- 著者
-
森谷 公俊
- 出版者
- 日本西洋古典学会
- 雑誌
- 西洋古典學研究 (ISSN:04479114)
- 巻号頁・発行日
- vol.33, pp.40-48, 1985-03-29
The concepts of arche and hegemonia in Isocrates have the following features in the light of analysis conducted from a politico-historical perspective. In the first place, Isocrates attributed a highly moral and ethical value to the concept of hegemonia. In his Panegyricus, he claimed that Athens alone deserved the title of supreme leader of the Greeks because the city had been a benefactor of the Greeks and a protector of all those who had suffered. This claim never changed throughout his political discourses. Secondly, Isocrates located the essence of arche in sea-power which he criticized as bringing misfortune to Greece, and stressed the ethical superiority of land hegemony. He came to this conclusion in his On the Peace as a result of the downfall of Sparta after the battle of Leuctra and the defeat of Athens in the Social War. His position is in sharp contrast to that of Thucydides and Old Oligarch, who insisted on the superiority of Athens as a sea-power. In the third place, he considered the problem of constitutional reform in the light of his concept of hegemonia.
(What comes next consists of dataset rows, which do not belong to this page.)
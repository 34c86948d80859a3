//! Broker - lifecycle controller for the embedded broker
//!
//! The Broker owns the queue registry, the session manager and the
//! transport listener. It starts them in that order and tears them down in
//! reverse.

use std::net::SocketAddr;
use std::sync::Arc;
use std::time::Duration;

use emberq_storage::QueueRegistry;
use emberq_types::{Error, Result, StartupStage};
use parking_lot::RwLock;
use tokio::sync::Mutex;
use tokio::task::JoinHandle;
use tokio::time::Instant;
use tracing::{error, info, warn};

use crate::config::BrokerConfig;
use crate::listener::TransportListener;
use crate::manager::SessionManager;

/// Started or stopped cleanly
pub const EXIT_OK: i32 = 0;
/// Any failure without a more specific code (configuration, I/O)
pub const EXIT_FAILURE: i32 = 1;
/// Listener could not bind its address
pub const EXIT_BIND_FAILURE: i32 = 2;
/// Queue registry failed to initialize
pub const EXIT_REGISTRY_FAILURE: i32 = 3;
/// Connections were force-closed after the grace period expired
pub const EXIT_FORCED_SHUTDOWN: i32 = 4;

/// How often expired messages are swept from all queues
const EXPIRY_SWEEP_INTERVAL: Duration = Duration::from_secs(30);

/// Process exit code for a failed broker operation
pub fn exit_code(err: &Error) -> i32 {
    match err {
        Error::Startup {
            stage: StartupStage::Listener,
            ..
        }
        | Error::Bind { .. } => EXIT_BIND_FAILURE,
        Error::Startup {
            stage: StartupStage::Registry,
            ..
        } => EXIT_REGISTRY_FAILURE,
        _ => EXIT_FAILURE,
    }
}

/// Broker lifecycle state
#[derive(Debug, Clone, Copy, PartialEq, Eq)]
pub enum BrokerState {
    Stopped,
    Starting,
    Running,
    Stopping,
}

/// What happened during `Broker::stop`
#[derive(Debug, Clone, Copy, Default, PartialEq, Eq)]
pub struct ShutdownReport {
    /// Connections that had to be force-closed after the grace period
    pub forced_connections: usize,

    /// Messages discarded when the registry closed
    pub discarded_messages: usize,
}

impl ShutdownReport {
    pub fn forced(&self) -> bool {
        self.forced_connections > 0
    }

    pub fn exit_code(&self) -> i32 {
        if self.forced() {
            EXIT_FORCED_SHUTDOWN
        } else {
            EXIT_OK
        }
    }
}

/// Handles exposed to embedding code while the broker runs
#[derive(Clone)]
struct Handles {
    registry: Arc<QueueRegistry>,
    sessions: Arc<SessionManager>,
    local_addr: SocketAddr,
}

struct Running {
    config: BrokerConfig,
    registry: Arc<QueueRegistry>,
    sessions: Arc<SessionManager>,
    listener: TransportListener,
    maintenance: JoinHandle<()>,
}

/// Embedded message broker
pub struct Broker {
    state: RwLock<BrokerState>,
    handles: RwLock<Option<Handles>>,
    running: Mutex<Option<Running>>,
}

impl Broker {
    /// Create a stopped broker
    pub fn new() -> Self {
        Self {
            state: RwLock::new(BrokerState::Stopped),
            handles: RwLock::new(None),
            running: Mutex::new(None),
        }
    }

    pub fn state(&self) -> BrokerState {
        *self.state.read()
    }

    fn set_state(&self, state: BrokerState) {
        *self.state.write() = state;
    }

    /// Address the listener is bound to
    pub fn local_addr(&self) -> Option<SocketAddr> {
        self.handles.read().as_ref().map(|h| h.local_addr)
    }

    /// The running broker's queue registry
    pub fn registry(&self) -> Result<Arc<QueueRegistry>> {
        self.handles
            .read()
            .as_ref()
            .map(|h| Arc::clone(&h.registry))
            .ok_or(Error::NotRunning)
    }

    /// The running broker's session manager, for in-process clients
    pub fn sessions(&self) -> Result<Arc<SessionManager>> {
        self.handles
            .read()
            .as_ref()
            .map(|h| Arc::clone(&h.sessions))
            .ok_or(Error::NotRunning)
    }

    // ==================== Lifecycle ====================

    /// Start the broker: registry first, then the listener
    ///
    /// On failure nothing is left running and the error names the stage
    /// that failed.
    pub async fn start(&self, config: BrokerConfig) -> Result<SocketAddr> {
        let mut running = self.running.lock().await;
        if running.is_some() {
            return Err(Error::AlreadyRunning);
        }
        self.set_state(BrokerState::Starting);
        info!(
            bind_address = %config.bind_address,
            port = config.port,
            queues = config.queues.len(),
            "Starting broker"
        );

        let registry = Arc::new(QueueRegistry::new());
        for decl in &config.queues {
            if let Err(err) = registry.create_queue(&decl.name, decl.durable) {
                registry.close_all();
                self.set_state(BrokerState::Stopped);
                error!(queue = %decl.name, error = %err, "Queue registry initialization failed");
                return Err(Error::startup(StartupStage::Registry, err));
            }
        }

        let sessions = Arc::new(SessionManager::new(Arc::clone(&registry)));
        let mut listener = TransportListener::new(Arc::clone(&sessions));
        let local_addr = match listener.start(&config.bind_address, config.port).await {
            Ok(addr) => addr,
            Err(err) => {
                sessions.close_all();
                registry.close_all();
                self.set_state(BrokerState::Stopped);
                error!(error = %err, "Transport listener failed to start");
                return Err(Error::startup(StartupStage::Listener, err));
            }
        };

        let maintenance = spawn_expiry_sweep(Arc::clone(&registry));

        *self.handles.write() = Some(Handles {
            registry: Arc::clone(&registry),
            sessions: Arc::clone(&sessions),
            local_addr,
        });
        *running = Some(Running {
            config,
            registry,
            sessions,
            listener,
            maintenance,
        });
        self.set_state(BrokerState::Running);
        info!(address = %local_addr, "Broker started");

        Ok(local_addr)
    }

    /// Stop the broker: listener first, then sessions, then the registry
    ///
    /// Connections get `shutdown_grace_ms` to finish before they are
    /// force-closed. Stopping a stopped broker is a no-op.
    pub async fn stop(&self) -> ShutdownReport {
        let mut running = self.running.lock().await;
        let Some(mut current) = running.take() else {
            return ShutdownReport::default();
        };
        self.set_state(BrokerState::Stopping);
        info!("Stopping broker");

        let grace = current.config.shutdown_grace();
        let deadline = Instant::now() + grace;
        self.handles.write().take();

        let listener_outcome = current.listener.stop(grace).await;

        // In-process connections share what is left of the grace period.
        let remaining = deadline.saturating_duration_since(Instant::now());
        current.sessions.wait_idle(remaining).await;
        let in_process_forced = current.sessions.close_all();
        current.maintenance.abort();

        let report = ShutdownReport {
            forced_connections: listener_outcome.forced_connections + in_process_forced,
            discarded_messages: current.registry.close_all(),
        };
        if report.forced() {
            warn!(
                forced_connections = report.forced_connections,
                "Broker stopped after force-closing connections"
            );
        }

        self.set_state(BrokerState::Stopped);
        info!(discarded_messages = report.discarded_messages, "Broker stopped");
        report
    }
}

impl Default for Broker {
    fn default() -> Self {
        Self::new()
    }
}

impl std::fmt::Debug for Broker {
    fn fmt(&self, f: &mut std::fmt::Formatter<'_>) -> std::fmt::Result {
        f.debug_struct("Broker")
            .field("state", &self.state())
            .field("local_addr", &self.local_addr())
            .finish_non_exhaustive()
    }
}

fn spawn_expiry_sweep(registry: Arc<QueueRegistry>) -> JoinHandle<()> {
    tokio::spawn(async move {
        let mut interval = tokio::time::interval(EXPIRY_SWEEP_INTERVAL);
        loop {
            interval.tick().await;
            registry.purge_expired();
        }
    })
}

#[cfg(test)]
mod tests {
    use super::*;
    use emberq_storage::Wait;
    use emberq_types::{AckMode, Message};

    fn test_config() -> BrokerConfig {
        BrokerConfig::default()
            .with_port(0)
            .with_queue("exampleQueue", true)
            .with_shutdown_grace(Duration::from_millis(200))
    }

    #[tokio::test]
    async fn test_start_and_stop() {
        let broker = Broker::new();
        assert_eq!(broker.state(), BrokerState::Stopped);
        assert!(matches!(broker.registry(), Err(Error::NotRunning)));

        let addr = broker.start(test_config()).await.unwrap();
        assert_eq!(broker.state(), BrokerState::Running);
        assert_eq!(broker.local_addr(), Some(addr));

        let queue = broker.registry().unwrap().get_queue("exampleQueue").unwrap();
        assert!(queue.is_durable());
        assert!(matches!(
            broker.start(test_config()).await,
            Err(Error::AlreadyRunning)
        ));

        let report = broker.stop().await;
        assert_eq!(report.exit_code(), EXIT_OK);
        assert_eq!(broker.state(), BrokerState::Stopped);
        assert!(queue.is_closed());
        assert!(broker.local_addr().is_none());

        // Idempotent
        assert_eq!(broker.stop().await, ShutdownReport::default());
    }

    #[tokio::test]
    async fn test_restart_gets_fresh_registry() {
        let broker = Broker::new();
        broker.start(test_config()).await.unwrap();
        let first = broker.registry().unwrap();
        broker.stop().await;

        broker.start(test_config()).await.unwrap();
        let second = broker.registry().unwrap();
        assert!(!Arc::ptr_eq(&first, &second));
        assert!(second.get_queue("exampleQueue").is_ok());
        broker.stop().await;
    }

    #[tokio::test]
    async fn test_registry_failure_rolls_back() {
        let broker = Broker::new();
        let config = test_config().with_queue("not valid", false);

        let err = broker.start(config).await.unwrap_err();
        assert!(matches!(
            err,
            Error::Startup {
                stage: StartupStage::Registry,
                ..
            }
        ));
        assert_eq!(exit_code(&err), EXIT_REGISTRY_FAILURE);
        assert_eq!(broker.state(), BrokerState::Stopped);
        assert!(broker.registry().is_err());
    }

    #[tokio::test]
    async fn test_bind_failure_rolls_back() {
        let occupied = std::net::TcpListener::bind("127.0.0.1:0").unwrap();
        let port = occupied.local_addr().unwrap().port();

        let broker = Broker::new();
        let err = broker.start(test_config().with_port(port)).await.unwrap_err();
        assert!(matches!(
            err,
            Error::Startup {
                stage: StartupStage::Listener,
                ..
            }
        ));
        assert_eq!(exit_code(&err), EXIT_BIND_FAILURE);
        assert_eq!(broker.state(), BrokerState::Stopped);

        // Nothing left half-started: a later start succeeds
        drop(occupied);
        broker.start(test_config()).await.unwrap();
        broker.stop().await;
    }

    #[tokio::test]
    async fn test_stop_cancels_blocked_in_process_receive() {
        let broker = Broker::new();
        broker.start(test_config()).await.unwrap();

        let sessions = broker.sessions().unwrap();
        let connection = sessions.connect(None).unwrap();
        let session = sessions.open_session(&connection, AckMode::Auto).unwrap();
        let consumer = sessions.create_consumer(&session, "exampleQueue").unwrap();

        let blocked = {
            let sessions = Arc::clone(&sessions);
            tokio::spawn(async move { sessions.receive(&consumer, Wait::Forever).await })
        };
        tokio::time::sleep(Duration::from_millis(20)).await;

        let started = std::time::Instant::now();
        let report = broker.stop().await;
        assert!(started.elapsed() < Duration::from_millis(200) + Duration::from_secs(1));
        assert!(report.forced());
        assert_eq!(report.exit_code(), EXIT_FORCED_SHUTDOWN);

        let result = blocked.await.unwrap();
        assert!(matches!(result, Err(Error::SessionClosed)));
    }

    #[tokio::test]
    async fn test_pending_messages_are_discarded_on_stop() {
        let broker = Broker::new();
        broker.start(test_config()).await.unwrap();
        let registry = broker.registry().unwrap();
        let queue = registry.get_queue("exampleQueue").unwrap();
        registry.enqueue(&queue, Message::text("left behind")).unwrap();

        let report = broker.stop().await;
        assert_eq!(report.discarded_messages, 1);
        assert!(!report.forced());
    }
}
He sought the model of the ideal constitution in the age of hegemonia of Athens and Sparta, and described it in contrast to the age of arche. The concepts of arche and hegemonia in Isocrates reflect the political situation of Greece in the middle of the fourth century when Sparta, Thebes and Athens fell one after the other, and differ from those of historians such as Herodotus, Thucydides and Xenophon.